The aim of this study was to determine whether the degree of fluid responsiveness in critically ill septic patients is related to baseline mixed venous oxygen saturation (SvO2) levels. We also sought to define whether fluid responsiveness would be less likely in the presence of a high SvO2 (>70%).


This observational study was conducted in a 32-bed university hospital medicosurgical ICU. The hemodynamic response to a fluid challenge was evaluated in 65 critically ill patients with severe sepsis. Patients were divided into two groups (responders and nonresponders) according to their cardiac index (CI) response to the challenge (>10% or <10%).


Of the 65 patients, 34 (52%) were fluid responders. Baseline SvO2, CI, heart rate (HR) and mean arterial pressure (MAP) were not statistically different between groups. The responders had lower pulmonary artery occlusion pressure (PAOP) and central venous pressure (CVP) at baseline than the nonresponders. After the fluid challenge, there were no differences between the two groups in MAP, CVP, PAOP or HR. There was no correlation between changes in CI or stroke volume index and baseline SvO2. Receiver operating characteristic analysis showed that SvO2 was not a predictor of fluid responsiveness.


The response of septic patients to a fluid challenge is independent of baseline SvO2. The presence of a high SvO2 does not necessarily exclude the need for further fluid administration.


Patients with severe sepsis and septic shock typically have decreased vascular tone, with a high cardiac index (CI), low systemic vascular resistance and elevated mixed venous oxygen saturation (SvO2). Fluid resuscitation is essential for the restoration and maintenance of adequate intravascular volume to improve and maintain organ perfusion [14]. Natural or artificial colloids or crystalloids may be used for this purpose, as no differences in outcome have been reported related to the type of fluid [5]. As fluid requirements are not easily determined, a fluid challenge technique should be used on a repeated basis according to the patient's response (for example, an increase in blood pressure) and tolerance (for example, excessive increase in cardiac filling pressure) [68].

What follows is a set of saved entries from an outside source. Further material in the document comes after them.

//! Report rendering.

pub mod generator;

pub use generator::*;
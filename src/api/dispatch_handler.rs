use crate::dispatch::DispatchRequest;
use crate::error::{Result, ServiceError};
use crate::models::DispatchMode;
use crate::state::AppState;
use axum::{
    extract::{rejection::JsonRejection, State},
    http::StatusCode,
    response::IntoResponse,
    Json,
};

/// Dispatch one batch of media jobs.
///
/// Answers `202 Accepted` with launch information when the jobs carry a
/// callback address, otherwise `200 OK` with every task's result.
pub async fn dispatch(
    State(state): State<AppState>,
    payload: std::result::Result<Json<DispatchRequest>, JsonRejection>,
) -> Result<impl IntoResponse> {
    let Json(request) = payload.map_err(|e| ServiceError::Validation(e.body_text()))?;
    let batch = request.into_batch()?;

    tracing::debug!("Dispatch request with {} jobs", batch.jobs.len());

    let response = state.dispatcher.dispatch(batch).await?;
    let status = match response.mode() {
        DispatchMode::Async => StatusCode::ACCEPTED,
        DispatchMode::Sync => StatusCode::OK,
    };

    Ok((status, Json(response)))
}
//! Task and batch identifier generation.

use uuid::Uuid;

/// Produce a fresh, universally unique identifier.
pub fn new_id() -> String {
    Uuid::new_v4().to_string()
}

/// Returns the candidate when it carries anything other than whitespace.
pub fn non_blank(candidate: Option<&str>) -> Option<&str> {
    candidate.filter(|s| !s.trim().is_empty())
}

/// Use the supplied identifier, or generate one if it is missing or blank.
pub fn resolve(candidate: Option<&str>) -> String {
    non_blank(candidate)
        .map(str::to_string)
        .unwrap_or_else(new_id)
}

#[cfg(test)]
mod tests {
    use super::*;
    use std::collections::HashSet;

    #[test]
    fn test_new_id_is_uuid() {
        let id = new_id();
        assert!(Uuid::parse_str(&id).is_ok());
    }

    #[test]
    fn test_new_ids_are_unique() {
        let ids: HashSet<String> = (0..1000).map(|_| new_id()).collect();
        assert_eq!(ids.len(), 1000);
    }

    #[test]
    fn test_resolve_keeps_supplied_id() {
        assert_eq!(resolve(Some("task-7")), "task-7");
    }

    #[test]
    fn test_resolve_replaces_blank() {
        for blank in [None, Some(""), Some("   "), Some("\t\n")] {
            let id = resolve(blank);
            assert!(Uuid::parse_str(&id).is_ok(), "{:?} -> {}", blank, id);
        }
    }
}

By rearranging the Fick equation, SvO2 can be defined as the balance between four variables: CI, hemoglobin, oxygen saturation and oxygen consumption (VO2). Monitoring of SvO2 therefore allows assessment of total tissue oxygen balance and helps the clinician to determine whether CI and oxygen delivery (DO2) are high enough to meet the patient's needs [9, 10]. The well-known study by Rivers et al. [4] indicated that targeting a mixed central venous oxygen saturation (ScvO2) level greater than 70% during early resuscitation of patients with severe sepsis may improve outcomes. However, the measurement of ScvO2 or SvO2 cannot provide complete information about the reason for the inadequacy between systemic oxygen delivery and demands, and whether these measures can guide therapy in septic patients is unclear. A normal or high SvO2 level suggests an adequate CI for tissue energy demands, but may not always indicate adequate fluid resuscitation. Further fluids may be administered in the presence of a normal or high SvO2 level to further increase the CI, but whether a fluid challenge is still worth trying when SvO2 or ScvO2 has reached 70% has not been well defined.

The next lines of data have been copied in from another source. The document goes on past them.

//! Data models for dispatch and callback correlation.
//!
//! This module contains the jobs clients submit, the tasks the dispatcher
//! derives from them, the payloads exchanged with the Analyzer, the
//! append-only result records, and the dispatch response shapes.

use crate::error::{FailureKind, InvokeError};
use chrono::{DateTime, Utc};
use rust_decimal::Decimal;
use serde::{de::Error as _, Deserialize, Deserializer, Serialize};
use serde_json::{Map, Value};
use std::fmt;
use std::str::FromStr;

/// HTTP method the Analyzer uses when delivering a callback.
#[derive(Debug, Clone, Copy, PartialEq, Eq, Default, Serialize, Deserialize)]
#[serde(try_from = "String", into = "String")]
pub enum CallbackMethod {
    #[default]
    Post,
    Put,
}

impl fmt::Display for CallbackMethod {
    fn fmt(&self, f: &mut fmt::Formatter<'_>) -> fmt::Result {
        match self {
            CallbackMethod::Post => write!(f, "POST"),
            CallbackMethod::Put => write!(f, "PUT"),
        }
    }
}

impl FromStr for CallbackMethod {
    type Err = String;

    fn from_str(s: &str) -> Result<Self, Self::Err> {
        match s.trim().to_uppercase().as_str() {
            "POST" => Ok(CallbackMethod::Post),
            "PUT" => Ok(CallbackMethod::Put),
            other => Err(format!("method must be POST or PUT, got '{}'", other)),
        }
    }
}

impl TryFrom<String> for CallbackMethod {
    type Error = String;

    fn try_from(value: String) -> Result<Self, Self::Error> {
        value.parse()
    }
}

impl From<CallbackMethod> for String {
    fn from(method: CallbackMethod) -> Self {
        method.to_string()
    }
}

/// A unit of work as submitted by a client.
#[derive(Debug, Clone, PartialEq, Serialize, Deserialize)]
pub struct Job {
    pub file_url: String,
    #[serde(default, skip_serializing_if = "Option::is_none")]
    pub callback_url: Option<String>,
    #[serde(default, skip_serializing_if = "Option::is_none")]
    pub task_id: Option<String>,
    #[serde(default, skip_serializing_if = "Option::is_none")]
    pub method: Option<CallbackMethod>,
}

impl Job {
    pub fn new(file_url: impl Into<String>) -> Self {
        Self {
            file_url: file_url.into(),
            callback_url: None,
            task_id: None,
            method: None,
        }
    }
}

/// Lifecycle state of a dispatched task.
#[derive(Debug, Clone, Copy, PartialEq, Eq, Serialize, Deserialize)]
#[serde(rename_all = "lowercase")]
pub enum TaskStatus {
    Launched,
    Processing,
    Completed,
    Failed,
}

/// The runtime instance of a job once dispatched.
#[derive(Debug, Clone, PartialEq, Serialize)]
pub struct Task {
    pub task_id: String,
    pub batch_id: String,
    pub task_index: usize,
    pub file_url: String,
    #[serde(skip_serializing_if = "Option::is_none")]
    pub callback_url: Option<String>,
    pub method: CallbackMethod,
    pub status: TaskStatus,
}

impl Task {
    /// Build the payload sent to the Analyzer for this task.
    pub fn analyzer_request(&self) -> AnalyzerRequest {
        AnalyzerRequest {
            file_url: self.file_url.clone(),
            task_id: self.task_id.clone(),
            batch_id: self.batch_id.clone(),
            task_index: self.task_index,
            method: self.callback_url.as_ref().map(|_| self.method),
            callback_url: self.callback_url.clone(),
        }
    }
}

/// Request body sent to the Analyzer.
#[derive(Debug, Clone, PartialEq, Serialize, Deserialize)]
pub struct AnalyzerRequest {
    pub file_url: String,
    pub task_id: String,
    pub batch_id: String,
    pub task_index: usize,
    #[serde(default, skip_serializing_if = "Option::is_none")]
    pub callback_url: Option<String>,
    #[serde(default, skip_serializing_if = "Option::is_none")]
    pub method: Option<CallbackMethod>,
}

/// Outcome payload produced by the Analyzer, either inline (blocking mode)
/// or as the body of an out-of-band callback.
#[derive(Debug, Clone, Default, PartialEq, Serialize, Deserialize)]
pub struct AnalyzerReport {
    #[serde(default)]
    pub status: Option<String>,
    #[serde(default)]
    pub results: Option<Value>,
    #[serde(default)]
    pub error: Option<String>,
    #[serde(default)]
    pub task_id: Option<String>,
    #[serde(default)]
    pub batch_id: Option<String>,
    #[serde(default)]
    pub file_url: Option<String>,
    #[serde(default, deserialize_with = "exact_decimal")]
    pub processing_time: Option<Decimal>,
    #[serde(default)]
    pub metadata: Option<Map<String, Value>>,
}

/// Body of a callback delivered to the ingestion surface.
pub type CallbackPayload = AnalyzerReport;

impl AnalyzerReport {
    /// Reported status, normalized.
    pub fn record_status(&self) -> RecordStatus {
        self.status
            .as_deref()
            .map(RecordStatus::from)
            .unwrap_or(RecordStatus::Unknown)
    }

    /// Interpret an inline report: a failed status (or an error with no
    /// status at all) is an analysis failure.
    pub fn into_output(self) -> Result<AnalysisOutput, InvokeError> {
        let failed = match self.status.as_deref() {
            Some(status) => RecordStatus::from(status) == RecordStatus::Failed,
            None => self.error.is_some(),
        };

        if failed {
            let message = self
                .error
                .filter(|e| !e.trim().is_empty())
                .unwrap_or_else(|| "analyzer reported failure".to_string());
            return Err(InvokeError::Analysis(message));
        }

        Ok(AnalysisOutput {
            results: self.results.unwrap_or_else(|| Value::Object(Map::new())),
            processing_time: self.processing_time,
            metadata: self.metadata.unwrap_or_default(),
        })
    }
}

/// Successful inline analysis.
#[derive(Debug, Clone, PartialEq, Serialize, Deserialize)]
pub struct AnalysisOutput {
    pub results: Value,
    pub processing_time: Option<Decimal>,
    pub metadata: Map<String, Value>,
}

/// Parse a decimal from its textual form, accepting scientific notation.
pub fn parse_decimal(text: &str) -> Result<Decimal, rust_decimal::Error> {
    let text = text.trim();
    Decimal::from_str(text).or_else(|_| Decimal::from_scientific(text))
}

/// Deserialize a JSON number or decimal string into a [`Decimal`] through
/// its textual representation, never through float arithmetic.
fn exact_decimal<'de, D>(deserializer: D) -> Result<Option<Decimal>, D::Error>
where
    D: Deserializer<'de>,
{
    match Option::<Value>::deserialize(deserializer)? {
        None | Some(Value::Null) => Ok(None),
        Some(Value::Number(n)) => parse_decimal(&n.to_string())
            .map(Some)
            .map_err(D::Error::custom),
        Some(Value::String(s)) => parse_decimal(&s).map(Some).map_err(D::Error::custom),
        Some(other) => Err(D::Error::custom(format!(
            "processing_time must be a number or a decimal string, got {}",
            other
        ))),
    }
}

/// Status carried by a stored result record.
#[derive(Debug, Clone, Copy, PartialEq, Eq, Hash, Serialize, Deserialize)]
#[serde(rename_all = "lowercase")]
pub enum RecordStatus {
    Completed,
    Failed,
    Processing,
    #[serde(other)]
    Unknown,
}

impl fmt::Display for RecordStatus {
    fn fmt(&self, f: &mut fmt::Formatter<'_>) -> fmt::Result {
        match self {
            RecordStatus::Completed => write!(f, "completed"),
            RecordStatus::Failed => write!(f, "failed"),
            RecordStatus::Processing => write!(f, "processing"),
            RecordStatus::Unknown => write!(f, "unknown"),
        }
    }
}

impl From<&str> for RecordStatus {
    fn from(s: &str) -> Self {
        match s.trim().to_lowercase().as_str() {
            "completed" => RecordStatus::Completed,
            "failed" => RecordStatus::Failed,
            "processing" => RecordStatus::Processing,
            _ => RecordStatus::Unknown,
        }
    }
}

/// One reported outcome for a task. Immutable once written.
#[derive(Debug, Clone, PartialEq, Serialize, Deserialize)]
pub struct ResultRecord {
    pub task_id: String,
    pub timestamp: DateTime<Utc>,
    pub batch_id: String,
    pub status: RecordStatus,
    #[serde(default)]
    pub file_url: String,
    #[serde(default)]
    pub results: Value,
    #[serde(default)]
    pub error_message: String,
    #[serde(default)]
    pub processing_time: Decimal,
    #[serde(default)]
    pub metadata: Map<String, Value>,
}

/// Acknowledgement returned after a callback is stored.
#[derive(Debug, Clone, PartialEq, Serialize, Deserialize)]
pub struct StoredAck {
    pub message: String,
    pub task_id: String,
    pub batch_id: String,
    pub timestamp: DateTime<Utc>,
}

/// Aggregate status counts for a batch.
#[derive(Debug, Clone, Copy, Default, PartialEq, Eq, Serialize, Deserialize)]
pub struct BatchStatistics {
    pub total: usize,
    pub completed: usize,
    pub failed: usize,
    pub processing: usize,
    pub unknown: usize,
}

impl BatchStatistics {
    pub fn record(&mut self, status: RecordStatus) {
        self.total += 1;
        match status {
            RecordStatus::Completed => self.completed += 1,
            RecordStatus::Failed => self.failed += 1,
            RecordStatus::Processing => self.processing += 1,
            RecordStatus::Unknown => self.unknown += 1,
        }
    }
}

/// Records for a single task, newest first.
#[derive(Debug, Clone, PartialEq, Serialize, Deserialize)]
pub struct TaskResults {
    pub task_id: String,
    pub results: Vec<ResultRecord>,
    pub count: usize,
}

/// Records for a batch, newest first, with statistics.
#[derive(Debug, Clone, PartialEq, Serialize, Deserialize)]
pub struct BatchResults {
    pub batch_id: String,
    pub results: Vec<ResultRecord>,
    pub statistics: BatchStatistics,
}

/// Launch outcome of one task in an async dispatch.
#[derive(Debug, Clone, PartialEq, Serialize, Deserialize)]
pub struct LaunchedTask {
    pub task_index: usize,
    pub task_id: String,
    pub file_url: String,
    /// Individual callback address derived for this task.
    pub callback_url: String,
    pub method: CallbackMethod,
    pub status: TaskStatus,
    #[serde(default, skip_serializing_if = "Option::is_none")]
    pub error: Option<String>,
}

/// Response to an async dispatch. A rendezvous for correlation, not a
/// completion signal.
#[derive(Debug, Clone, PartialEq, Serialize, Deserialize)]
pub struct LaunchReport {
    pub message: String,
    pub batch_id: String,
    pub total_tasks: usize,
    pub launched: usize,
    pub failed: usize,
    pub tasks: Vec<LaunchedTask>,
}

/// Result of one task in a sync dispatch.
#[derive(Debug, Clone, PartialEq, Serialize, Deserialize)]
pub struct TaskOutcome {
    pub task_index: usize,
    pub task_id: String,
    pub file_url: String,
    pub success: bool,
    pub status: TaskStatus,
    #[serde(default, skip_serializing_if = "Option::is_none")]
    pub results: Option<Value>,
    #[serde(default, skip_serializing_if = "Option::is_none")]
    pub processing_time: Option<Decimal>,
    #[serde(default, skip_serializing_if = "Option::is_none")]
    pub error_kind: Option<FailureKind>,
    #[serde(default, skip_serializing_if = "Option::is_none")]
    pub error: Option<String>,
}

impl TaskOutcome {
    pub fn from_result(task: &Task, result: Result<AnalysisOutput, InvokeError>) -> Self {
        match result {
            Ok(output) => Self {
                task_index: task.task_index,
                task_id: task.task_id.clone(),
                file_url: task.file_url.clone(),
                success: true,
                status: TaskStatus::Completed,
                results: Some(output.results),
                processing_time: output.processing_time,
                error_kind: None,
                error: None,
            },
            Err(e) => Self {
                task_index: task.task_index,
                task_id: task.task_id.clone(),
                file_url: task.file_url.clone(),
                success: false,
                status: TaskStatus::Failed,
                results: None,
                processing_time: None,
                error_kind: Some(e.kind()),
                error: Some(e.message().to_string()),
            },
        }
    }
}

/// Aggregated response to a sync dispatch.
#[derive(Debug, Clone, PartialEq, Serialize, Deserialize)]
pub struct BatchReport {
    pub message: String,
    pub batch_id: String,
    pub total_tasks: usize,
    pub successful: usize,
    pub failed: usize,
    /// Ordered by `task_index`, never by completion order.
    pub results: Vec<TaskOutcome>,
}

/// Execution mode of a dispatch call.
#[derive(Debug, Clone, Copy, PartialEq, Eq, Serialize, Deserialize)]
#[serde(rename_all = "lowercase")]
pub enum DispatchMode {
    Sync,
    Async,
}

/// Response of a dispatch call, tagged by mode.
/// Serialize-only; tagged enums cannot read back exact numbers.
#[derive(Debug, Clone, PartialEq, Serialize)]
#[serde(tag = "mode", rename_all = "lowercase")]
pub enum DispatchResponse {
    Async(LaunchReport),
    Sync(BatchReport),
}

impl DispatchResponse {
    pub fn mode(&self) -> DispatchMode {
        match self {
            DispatchResponse::Async(_) => DispatchMode::Async,
            DispatchResponse::Sync(_) => DispatchMode::Sync,
        }
    }

    pub fn batch_id(&self) -> &str {
        match self {
            DispatchResponse::Async(r) => &r.batch_id,
            DispatchResponse::Sync(r) => &r.batch_id,
        }
    }

    /// Number of tasks that failed to launch (async) or to complete (sync).
    pub fn failed(&self) -> usize {
        match self {
            DispatchResponse::Async(r) => r.failed,
            DispatchResponse::Sync(r) => r.failed,
        }
    }
}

The aim of the present study was to test the hypothesis that preinfusion SvO2 values could help predict the response to fluid challenge in critically ill septic patients. We also wanted to define fluid responsiveness in the presence of high SvO2 (>70%).

Materials and methods

In this retrospective study, we reviewed prospectively collected data from patients who had been admitted to a 32-bed university hospital mixed medical-surgical ICU between January 2006 and December 2009. Approval was obtained from the Ethics Committee of Erasme Hospital, and informed consent was waived because of the observational nature of the study. Patients were included if they had met standard criteria for severe sepsis [11], received a fluid challenge during their ICU stay, had a pulmonary artery catheter placed in situ and had complete hemodynamic data in our computerized database of hemodynamic profiles. Patients with acute coronary syndrome or a history of cardiac disease were not included, and patients younger than 18 years of age were also excluded.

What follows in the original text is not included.